The data>
= = =

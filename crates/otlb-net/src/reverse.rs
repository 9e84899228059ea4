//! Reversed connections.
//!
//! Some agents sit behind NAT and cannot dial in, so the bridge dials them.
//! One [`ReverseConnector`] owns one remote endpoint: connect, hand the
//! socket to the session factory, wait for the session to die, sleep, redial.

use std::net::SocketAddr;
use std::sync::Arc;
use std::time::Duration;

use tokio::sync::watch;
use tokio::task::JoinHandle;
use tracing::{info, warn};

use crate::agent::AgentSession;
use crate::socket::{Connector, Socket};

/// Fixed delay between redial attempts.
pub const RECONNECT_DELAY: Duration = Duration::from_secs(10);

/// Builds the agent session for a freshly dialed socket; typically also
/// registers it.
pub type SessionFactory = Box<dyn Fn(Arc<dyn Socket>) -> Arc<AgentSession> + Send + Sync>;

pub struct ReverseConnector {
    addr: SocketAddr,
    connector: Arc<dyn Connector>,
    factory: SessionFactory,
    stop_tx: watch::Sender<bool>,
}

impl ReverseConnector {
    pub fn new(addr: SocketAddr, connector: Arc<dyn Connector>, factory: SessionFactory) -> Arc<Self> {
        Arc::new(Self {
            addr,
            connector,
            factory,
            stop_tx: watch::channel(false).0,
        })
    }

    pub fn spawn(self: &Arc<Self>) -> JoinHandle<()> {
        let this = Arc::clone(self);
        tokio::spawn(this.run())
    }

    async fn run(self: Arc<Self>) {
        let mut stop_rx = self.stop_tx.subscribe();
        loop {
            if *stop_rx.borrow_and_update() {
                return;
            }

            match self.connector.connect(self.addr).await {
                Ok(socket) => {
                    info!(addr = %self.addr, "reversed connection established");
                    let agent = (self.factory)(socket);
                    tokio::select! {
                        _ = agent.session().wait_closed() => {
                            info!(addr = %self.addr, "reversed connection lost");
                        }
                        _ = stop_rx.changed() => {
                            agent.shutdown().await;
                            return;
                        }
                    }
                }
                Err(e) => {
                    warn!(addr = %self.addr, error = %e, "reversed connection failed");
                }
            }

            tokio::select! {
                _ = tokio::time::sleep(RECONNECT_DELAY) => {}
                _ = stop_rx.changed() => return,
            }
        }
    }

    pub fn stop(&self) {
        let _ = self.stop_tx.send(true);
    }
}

= = =

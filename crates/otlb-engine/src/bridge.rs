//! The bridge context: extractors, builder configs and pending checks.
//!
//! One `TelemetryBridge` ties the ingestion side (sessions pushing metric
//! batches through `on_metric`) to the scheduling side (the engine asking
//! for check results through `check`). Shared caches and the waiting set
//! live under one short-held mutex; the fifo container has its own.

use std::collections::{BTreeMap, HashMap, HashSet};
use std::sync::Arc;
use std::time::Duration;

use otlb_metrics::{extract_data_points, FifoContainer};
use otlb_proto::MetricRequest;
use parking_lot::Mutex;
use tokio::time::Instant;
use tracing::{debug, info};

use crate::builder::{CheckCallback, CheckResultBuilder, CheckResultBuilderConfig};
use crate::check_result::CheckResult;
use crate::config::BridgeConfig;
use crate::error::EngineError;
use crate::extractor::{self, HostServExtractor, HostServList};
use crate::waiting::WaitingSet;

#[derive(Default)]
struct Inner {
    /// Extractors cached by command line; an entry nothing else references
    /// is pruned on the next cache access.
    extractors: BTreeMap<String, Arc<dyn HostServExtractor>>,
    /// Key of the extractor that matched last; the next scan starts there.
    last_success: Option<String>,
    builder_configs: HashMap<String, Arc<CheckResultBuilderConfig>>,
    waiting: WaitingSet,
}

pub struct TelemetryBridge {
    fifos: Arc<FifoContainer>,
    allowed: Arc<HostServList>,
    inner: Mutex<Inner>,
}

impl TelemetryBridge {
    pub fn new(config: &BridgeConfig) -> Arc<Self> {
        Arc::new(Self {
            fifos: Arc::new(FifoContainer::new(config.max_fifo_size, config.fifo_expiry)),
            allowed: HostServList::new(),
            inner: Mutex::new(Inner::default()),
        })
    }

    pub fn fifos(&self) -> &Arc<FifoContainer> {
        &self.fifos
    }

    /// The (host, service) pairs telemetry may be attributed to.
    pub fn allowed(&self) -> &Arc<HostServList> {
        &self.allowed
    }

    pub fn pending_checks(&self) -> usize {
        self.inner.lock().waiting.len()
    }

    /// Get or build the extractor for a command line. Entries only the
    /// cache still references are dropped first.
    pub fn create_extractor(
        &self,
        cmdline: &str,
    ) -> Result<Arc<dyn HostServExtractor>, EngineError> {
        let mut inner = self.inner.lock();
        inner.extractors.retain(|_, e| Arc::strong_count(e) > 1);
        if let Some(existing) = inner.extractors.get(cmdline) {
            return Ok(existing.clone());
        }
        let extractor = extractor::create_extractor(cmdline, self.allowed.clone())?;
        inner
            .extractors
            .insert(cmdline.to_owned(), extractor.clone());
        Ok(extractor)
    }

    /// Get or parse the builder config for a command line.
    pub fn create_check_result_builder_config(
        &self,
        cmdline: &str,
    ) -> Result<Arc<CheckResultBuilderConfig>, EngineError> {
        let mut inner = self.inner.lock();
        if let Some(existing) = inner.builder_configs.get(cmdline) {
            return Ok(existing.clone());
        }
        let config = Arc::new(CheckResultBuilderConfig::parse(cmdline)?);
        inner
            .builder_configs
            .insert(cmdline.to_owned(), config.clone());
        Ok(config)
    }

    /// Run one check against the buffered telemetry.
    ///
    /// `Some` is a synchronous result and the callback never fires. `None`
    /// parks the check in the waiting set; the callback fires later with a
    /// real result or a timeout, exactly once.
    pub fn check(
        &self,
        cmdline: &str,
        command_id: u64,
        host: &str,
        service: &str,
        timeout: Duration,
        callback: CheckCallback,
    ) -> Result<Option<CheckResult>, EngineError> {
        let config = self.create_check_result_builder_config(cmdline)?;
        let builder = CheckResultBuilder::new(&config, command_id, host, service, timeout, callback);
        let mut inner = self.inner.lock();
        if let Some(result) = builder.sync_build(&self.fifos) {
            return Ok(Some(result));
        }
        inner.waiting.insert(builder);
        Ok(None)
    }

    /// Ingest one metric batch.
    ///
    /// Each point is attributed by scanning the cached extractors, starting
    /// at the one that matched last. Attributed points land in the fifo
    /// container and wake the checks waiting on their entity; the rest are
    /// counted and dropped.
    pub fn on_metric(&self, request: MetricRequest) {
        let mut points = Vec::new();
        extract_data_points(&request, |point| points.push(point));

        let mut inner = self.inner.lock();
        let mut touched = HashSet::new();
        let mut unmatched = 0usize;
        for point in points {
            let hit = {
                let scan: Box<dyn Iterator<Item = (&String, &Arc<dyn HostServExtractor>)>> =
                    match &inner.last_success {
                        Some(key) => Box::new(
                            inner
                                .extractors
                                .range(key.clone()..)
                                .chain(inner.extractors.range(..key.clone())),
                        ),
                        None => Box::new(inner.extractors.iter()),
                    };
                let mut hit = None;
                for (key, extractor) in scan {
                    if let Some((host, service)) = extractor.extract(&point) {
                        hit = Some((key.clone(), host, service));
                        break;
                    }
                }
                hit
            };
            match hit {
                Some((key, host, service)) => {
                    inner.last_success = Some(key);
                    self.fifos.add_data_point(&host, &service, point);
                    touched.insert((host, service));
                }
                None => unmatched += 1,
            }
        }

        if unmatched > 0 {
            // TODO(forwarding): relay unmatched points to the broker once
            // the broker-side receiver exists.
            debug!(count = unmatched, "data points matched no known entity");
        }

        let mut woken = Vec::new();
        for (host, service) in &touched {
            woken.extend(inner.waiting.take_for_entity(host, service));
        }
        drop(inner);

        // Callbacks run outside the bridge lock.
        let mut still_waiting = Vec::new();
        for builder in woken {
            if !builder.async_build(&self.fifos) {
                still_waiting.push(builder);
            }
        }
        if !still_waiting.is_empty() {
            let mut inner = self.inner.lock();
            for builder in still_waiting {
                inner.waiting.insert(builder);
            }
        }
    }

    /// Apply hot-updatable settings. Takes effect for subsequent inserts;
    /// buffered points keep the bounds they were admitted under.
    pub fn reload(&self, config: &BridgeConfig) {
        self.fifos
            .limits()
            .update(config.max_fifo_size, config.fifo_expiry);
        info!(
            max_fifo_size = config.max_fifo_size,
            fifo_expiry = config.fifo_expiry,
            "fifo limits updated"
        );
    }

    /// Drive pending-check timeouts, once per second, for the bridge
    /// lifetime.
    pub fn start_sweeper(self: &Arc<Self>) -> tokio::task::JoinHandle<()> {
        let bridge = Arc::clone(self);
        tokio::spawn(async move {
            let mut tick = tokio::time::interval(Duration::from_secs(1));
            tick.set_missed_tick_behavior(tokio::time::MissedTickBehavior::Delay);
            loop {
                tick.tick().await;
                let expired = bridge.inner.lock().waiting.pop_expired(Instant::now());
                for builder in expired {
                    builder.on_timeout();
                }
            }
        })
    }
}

= = =

Exercise> Give back exactly the lines above, from the line containing "filename crates/otlb-net/src/reverse.rs" through the line containing "use tokio::task::JoinHandle;", with both end lines and nothing more.

Answer box>
filename crates/otlb-net/src/reverse.rs
repository 9e84899228059ea4
//! Reversed connections.
//!
//! Some agents sit behind NAT and cannot dial in, so the bridge dials them.
//! One [`ReverseConnector`] owns one remote endpoint: connect, hand the
//! socket to the session factory, wait for the session to die, sleep, redial.

use std::net::SocketAddr;
use std::sync::Arc;
use std::time::Duration;

use tokio::sync::watch;
use tokio::task::JoinHandle;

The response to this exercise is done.